Takato Fujime said he was calmer about the Trump presidency, adding he was not too alarmed by the comments.
"I wasn't surprised by his remarks but I wonder whether he actually has the power to go through with his threats," the 32-year-old said.
On Wednesday, the president-elect called out Japan — one of the U.S.'s most important allies and trading partners — as an example of a country where America made "bad deals."
"We have hundreds of billions of dollars of losses on a yearly basis — hundreds of billions with China on trade and trade imbalance, with Japan, with Mexico, with just about everybody. We don't make good deals anymore," he said.

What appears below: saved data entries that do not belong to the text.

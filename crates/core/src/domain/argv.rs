// Argument vector for a child command

use std::ffi::{OsStr, OsString};
use std::fmt;

use super::error::{DomainError, Result};

/// Argument vector: program name or path, followed by its arguments
///
/// Never empty, so `program()` always has something to return.
/// The program is resolved through `PATH` when it has no slash.
#[derive(Debug, Clone, PartialEq, Eq)]
pub struct Argv {
    args: Vec<OsString>,
}

impl Argv {
    /// Build an argument vector
    ///
    /// # Errors
    /// - DomainError::EmptyArgv if `args` yields nothing
    pub fn new<I, S>(args: I) -> Result<Self>
    where
        I: IntoIterator<Item = S>,
        S: AsRef<OsStr>,
    {
        let args: Vec<OsString> = args
            .into_iter()
            .map(|arg| arg.as_ref().to_os_string())
            .collect();

        if args.is_empty() {
            return Err(DomainError::EmptyArgv);
        }

        Ok(Self { args })
    }

    pub fn program(&self) -> &OsStr {
        &self.args[0]
    }

    /// Arguments after the program name
    pub fn args(&self) -> &[OsString] {
        &self.args[1..]
    }

    pub fn as_slice(&self) -> &[OsString] {
        &self.args
    }

    /// Lossy program name, for messages and log fields
    pub fn program_lossy(&self) -> String {
        self.program().to_string_lossy().into_owned()
    }
}

impl fmt::Display for Argv {
    fn fmt(&self, f: &mut fmt::Formatter<'_>) -> fmt::Result {
        for (i, arg) in self.args.iter().enumerate() {
            if i > 0 {
                f.write_str(" ")?;
            }
            write!(f, "{}", arg.to_string_lossy())?;
        }
        Ok(())
    }
}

Officials, meanwhile, emphasized the importance of strong trade ties between the two countries.
"Robust trade and investments serve as the main source for a vibrant Japan-U.S. economic relationship," Japan's Chief Cabinet Secretary Yoshihide Suga told journalists in Tokyo. "This is free trade, something that the United States advocates, and we believe [Trump] will continue to push forward these things."
Suga, who is the government's main spokesman, went on to use U.S. government statistics to underline Japan's importance to America: Japanese investment in the U.S. stands at $411 billion and has created 840,000 jobs.
"I think we can say that Japanese companies are already being recognized as good corporate citizens in the United States," Suga added.